▶ **WHAT IS REQUIRED**: Every record that appears below should be transcribed exactly.

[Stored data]
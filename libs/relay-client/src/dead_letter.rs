use std::future::Future;
use std::pin::Pin;
use std::sync::Arc;

use relay_api::dead_letter::{
    HEADER_DELIVERY_COUNT, HEADER_ORIGINAL_OFFSET, HEADER_ORIGINAL_PARTITION, HEADER_REASON,
};
use relay_api::{DeadLetter, DeadLetterReason, Delivery, Message, TransportError};

use crate::error::DeliveryError;
use crate::publisher::{PublishOptions, Publisher};

/// Dead-letter sink that only logs. Default for [`Consumer`](crate::Consumer).
#[derive(Debug, Clone, Copy, Default)]
pub struct LogDeadLetter;

impl DeadLetter for LogDeadLetter {
    fn dead_letter<'a>(
        &'a self,
        delivery: &'a Delivery,
        reason: &'a DeadLetterReason,
    ) -> Pin<Box<dyn Future<Output = Result<(), TransportError>> + Send + 'a>> {
        Box::pin(async move {
            tracing::warn!(
                message = %delivery.id,
                reason = %reason,
                delivery_count = delivery.delivery_count,
                payload_len = delivery.message.payload().len(),
                "dead letter"
            );
            Ok(())
        })
    }
}

/// Republishes dead letters to `<topic><suffix>`.
///
/// The copy keeps key, payload and headers, drops the TTL, and carries the
/// reason, delivery count and original position as `x-*` headers.
pub struct TopicDeadLetter {
    publisher: Arc<Publisher>,
    suffix: String,
}

impl TopicDeadLetter {
    pub fn new(publisher: Arc<Publisher>, suffix: impl Into<String>) -> Self {
        Self {
            publisher,
            suffix: suffix.into(),
        }
    }

    pub fn target(&self, topic: &str) -> String {
        format!("{topic}{}", self.suffix)
    }
}

/// Copy of `delivery` as published to the dead-letter topic.
pub fn dead_letter_message(delivery: &Delivery, reason: &DeadLetterReason) -> Message {
    let original = &delivery.message;
    let mut message = Message::new(original.payload().to_vec());
    if let Some(key) = original.key() {
        message = message.with_key(key.to_vec());
    }
    for (name, value) in original.headers() {
        message = message.with_header(name.clone(), value.clone());
    }
    message
        .with_header(HEADER_REASON, reason.label())
        .with_header(HEADER_DELIVERY_COUNT, delivery.delivery_count.to_string())
        .with_header(HEADER_ORIGINAL_OFFSET, delivery.offset().to_string())
        .with_header(HEADER_ORIGINAL_PARTITION, delivery.partition().to_string())
}

impl DeadLetter for TopicDeadLetter {
    fn dead_letter<'a>(
        &'a self,
        delivery: &'a Delivery,
        reason: &'a DeadLetterReason,
    ) -> Pin<Box<dyn Future<Output = Result<(), TransportError>> + Send + 'a>> {
        Box::pin(async move {
            let target = self.target(&delivery.partition().topic);
            let message = dead_letter_message(delivery, reason);
            let receipt = self
                .publisher
                .publish(&target, message, PublishOptions::new().mandatory(true))
                .await
                .await
                .map_err(|e| match e {
                    DeliveryError::Unroutable(m) => {
                        TransportError::unroutable(m).with_context(format!("dead-letter topic '{target}'"))
                    }
                    other => TransportError::io(other.to_string()),
                })?;
            tracing::debug!(message = %delivery.id, target = %target, offset = ?receipt.offset(), "dead letter published");
            Ok(())
        })
    }
}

▶ **YOUR RESPONSE**:
filename libs/relay-client/src/dead_letter.rs
use std::future::Future;
use std::pin::Pin;
use std::sync::Arc;

use relay_api::dead_letter::{
    HEADER_DELIVERY_COUNT, HEADER_ORIGINAL_OFFSET, HEADER_ORIGINAL_PARTITION, HEADER_REASON,
};
use relay_api::{DeadLetter, DeadLetterReason, Delivery, Message, TransportError};

use crate::error::DeliveryError;
use crate::publisher::{PublishOptions, Publisher};

/// Dead-letter sink that only logs. Default for [`Consumer`](crate::Consumer).
#[derive(Debug, Clone, Copy, Default)]
pub struct LogDeadLetter;

impl DeadLetter for LogDeadLetter {
    fn dead_letter<'a>(
        &'a self,
        delivery: &'a Delivery,
        reason: &'a DeadLetterReason,
    ) -> Pin<Box<dyn Future<Output = Result<(), TransportError>> + Send + 'a>> {
        Box::pin(async move {
            tracing::warn!(
                message = %delivery.id,
                reason = %reason,
                delivery_count = delivery.delivery_count,
                payload_len = delivery.message.payload().len(),
                "dead letter"
            );
            Ok(())
        })
    }
}

/// Republishes dead letters to `<topic><suffix>`.
///
/// The copy keeps key, payload and headers, drops the TTL, and carries the
/// reason, delivery count and original position as `x-*` headers.
pub struct TopicDeadLetter {
    publisher: Arc<Publisher>,
    suffix: String,
}

impl TopicDeadLetter {
    pub fn new(publisher: Arc<Publisher>, suffix: impl Into<String>) -> Self {
        Self {
            publisher,
            suffix: suffix.into(),
        }
    }

    pub fn target(&self, topic: &str) -> String {
        format!("{topic}{}", self.suffix)
    }
}

/// Copy of `delivery` as published to the dead-letter topic.
pub fn dead_letter_message(delivery: &Delivery, reason: &DeadLetterReason) -> Message {
    let original = &delivery.message;
    let mut message = Message::new(original.payload().to_vec());
    if let Some(key) = original.key() {
        message = message.with_key(key.to_vec());
    }
    for (name, value) in original.headers() {
        message = message.with_header(name.clone(), value.clone());
    }
    message
        .with_header(HEADER_REASON, reason.label())
        .with_header(HEADER_DELIVERY_COUNT, delivery.delivery_count.to_string())
        .with_header(HEADER_ORIGINAL_OFFSET, delivery.offset().to_string())
        .with_header(HEADER_ORIGINAL_PARTITION, delivery.partition().to_string())
}

impl DeadLetter for TopicDeadLetter {
    fn dead_letter<'a>(
        &'a self,
        delivery: &'a Delivery,
        reason: &'a DeadLetterReason,
    ) -> Pin<Box<dyn Future<Output = Result<(), TransportError>> + Send + 'a>> {
        Box::pin(async move {
            let target = self.target(&delivery.partition().topic);
            let message = dead_letter_message(delivery, reason);
            let receipt = self
                .publisher
                .publish(&target, message, PublishOptions::new().mandatory(true))
                .await
                .await
                .map_err(|e| match e {
                    DeliveryError::Unroutable(m) => {
                        TransportError::unroutable(m).with_context(format!("dead-letter topic '{target}'"))
                    }
                    other => TransportError::io(other.to_string()),
                })?;
            tracing::debug!(message = %delivery.id, target = %target, offset = ?receipt.offset(), "dead letter published");
            Ok(())
        })
    }
}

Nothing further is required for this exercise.